We know of Willibrord’s life and missionary labors through a few notes written by a contemporary, the Venerable Bede, in his The Ecclesiastical History of the English People, and in a biography of Willibrord written by his younger kinsman, Alcuin. Willibrord was born in Northumbria about the year 658 and from the age of seven was brought up and educated in Bishop Wilfrid’s monastery at Ripon. On Wilfrid’s virtual deposition as bishop in 678 and his subsequent expulsion from Northumbria, Willibrord went to Ireland both for study and for voluntary exile for twelve years, where he was ordained to the presbyterate and acquired the desire to do missionary work. On his return to England in 690, he decided to travel to Frisia, a still-pagan area increasingly under the domination of the Christian Franks. With twelve missionary companions, he made his way to Frisia through the kingdom of the Franks, having obtained the permission of Pepin the Second, duke of Austrasia, who had recently conquered western Frisia, to preach among the Frisians. Bede tells us that the mission prospered, and that the companions “converted many folk in a short while from idolatry to faith in Christ.” During this time, Willibrord traveled to Rome, where he received the approbation and encouragement of Pope Sergius for the mission. Willibrord returned to Frisia and went again to Rome in 695, at Pepin’s behest, to be ordained to the episcopate by Pope Sergius, who bestowed on him the name Clement and sent him back with the definite mission to establish the Church in Frisia with a metropolitan see at Utrecht and suffragan bishoprics according to the pattern at Canterbury and elsewhere.
In 678 Willibrord established his largest monastery at Echternach, in what is now Luxembourg, where he died more than forty years later.
In the area of Frisia rule by the Franks, Willibrord’s missionary work was permanently fruitful, but his work in other areas was more sporadic. In 714 he was driven from Utrecht by Radbod, the pagan Frisian king, who had churches destroyed and Christian clergy killed. Willibrord’s work seemed largely destroyed, but in 719, on Radbod’s death, Willibrord returned, restoring the Church not only in western Frisia but also taking the mission to eastern Frisia, which he had never before entered. During these years he was joined for a time by Boniface, who he wished to succeed him, but Boniface went on to the Saxons of Germany instead.
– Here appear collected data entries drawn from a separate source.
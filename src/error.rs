//! Error types for the time integration engine.
//!
//! The error taxonomy distinguishes three failure classes:
//!
//! - **Configuration errors** surface at construction time
//!   ([`ModelError::UnsupportedEquation`], [`ModelError::MissingField`],
//!   [`ModelError::MissingEquation`]) and indicate an invalid recipe wiring.
//! - **Numerical errors** surface at solve time
//!   ([`ModelError::SolveDiverged`], [`ModelError::ZeroVelocityScale`]) and
//!   are fatal: the macro step is aborted and fields may be left in a
//!   partially updated state. Recovery (e.g. reducing dt and retrying) is
//!   the responsibility of an external driver.
//! - **Precondition errors** ([`ModelError::NotInitialized`],
//!   [`ModelError::ShapeMismatch`]) indicate incorrect call sequencing.

use thiserror::Error;

use crate::equation::EquationKind;
use crate::fields::FieldId;

/// Error type for stepper and orchestrator operations.
#[derive(Debug, Error)]
pub enum ModelError {
    /// A time integration scheme was paired with an equation it does not
    /// support (e.g. a vertical-momentum equation under SSP-IMEX).
    #[error("scheme `{scheme}` does not support the {kind:?} equation")]
    UnsupportedEquation {
        /// Name of the rejecting scheme.
        scheme: &'static str,
        /// Kind of the offending equation.
        kind: EquationKind,
    },

    /// A required field is not registered in the field set.
    #[error("required field `{0}` is not registered")]
    MissingField(FieldId),

    /// A recipe requires an equation that was not supplied.
    #[error("recipe `{recipe}` requires the {equation} equation")]
    MissingEquation {
        /// Name of the recipe.
        recipe: &'static str,
        /// Human-readable equation name.
        equation: &'static str,
    },

    /// `advance`/`solve_stage` was called before `initialize`.
    #[error("stepper `{0}` was advanced before initialize()")]
    NotInitialized(&'static str),

    /// An embedded algebraic solve failed to converge. Fatal: the caller
    /// must not continue timestepping.
    #[error(
        "`{scheme}` stage {stage}: solve did not converge after {iterations} \
         iterations (residual {residual:.3e})"
    )]
    SolveDiverged {
        /// Scheme that issued the solve.
        scheme: &'static str,
        /// Stage index within the scheme (0 for whole-step schemes).
        stage: usize,
        /// Iterations performed before giving up.
        iterations: usize,
        /// Final residual norm.
        residual: f64,
    },

    /// Advective time-step computation was requested with an identically
    /// zero velocity-magnitude scale.
    #[error("velocity scale is identically zero; cannot compute advective time step")]
    ZeroVelocityScale,

    /// A field buffer has a different length than the consumer expects.
    #[error("field `{field}` has {actual} values, expected {expected}")]
    ShapeMismatch {
        /// Offending field.
        field: FieldId,
        /// Length found in the field set.
        actual: usize,
        /// Length the consumer requires.
        expected: usize,
    },
}

/// Convenience alias used throughout the crate.
pub type Result<T> = std::result::Result<T, ModelError>;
Willibrord then entered the lands of the Danes, where he bought thirty slave-boys and educated them as Christians. In Helgoland he baptized a number of the inhabitants and killed sacred cattle in order to feed his followers, and at Walcheren he destroyed an idol at risk of his life.
Alcuin described his work as based on energetic preaching and ministry, informed by prayer and sacred reading. Willibrord was always venerable, gracious, and full of joy. Though not tremendously or rapidly successful, Willibrord’s pioneering missionary work prepared the way for the successes of later English Christian influence in Germanic Europe, most notably the missionary work of Boniface. Willibrord thoroughly deserves his titles of Apostle to the Frisians and patron saint of Holland.
He died at the age of 81, on the seventh of November 739 at Echternach, and was immediately venerated as a saint. One of his most interesting surviving relics is the Calendar of Saint Willibrord, written for his own private use, which contains marginal note in his own hand recording his consecration at Rome and other biographical details.
prepared from The Oxford Dictionary of Christian Saints
and Lesser Feasts and Fasts (1980)
O Lord our God,you call whom you will and send them where you choose: We thank you for sending your servant Willibrord to be an apostle to the Low Countries, to turn them from the worship of idols to serve you, the living God; and we entreat you to preserve us from the temptation to exchange the perfect freedom of your service for servitude to false gods and to idols of our own devising; through Jesus Christ our Lord, who lives and reigns with you and the Holy Spirit, one God, for ever and ever. Amen.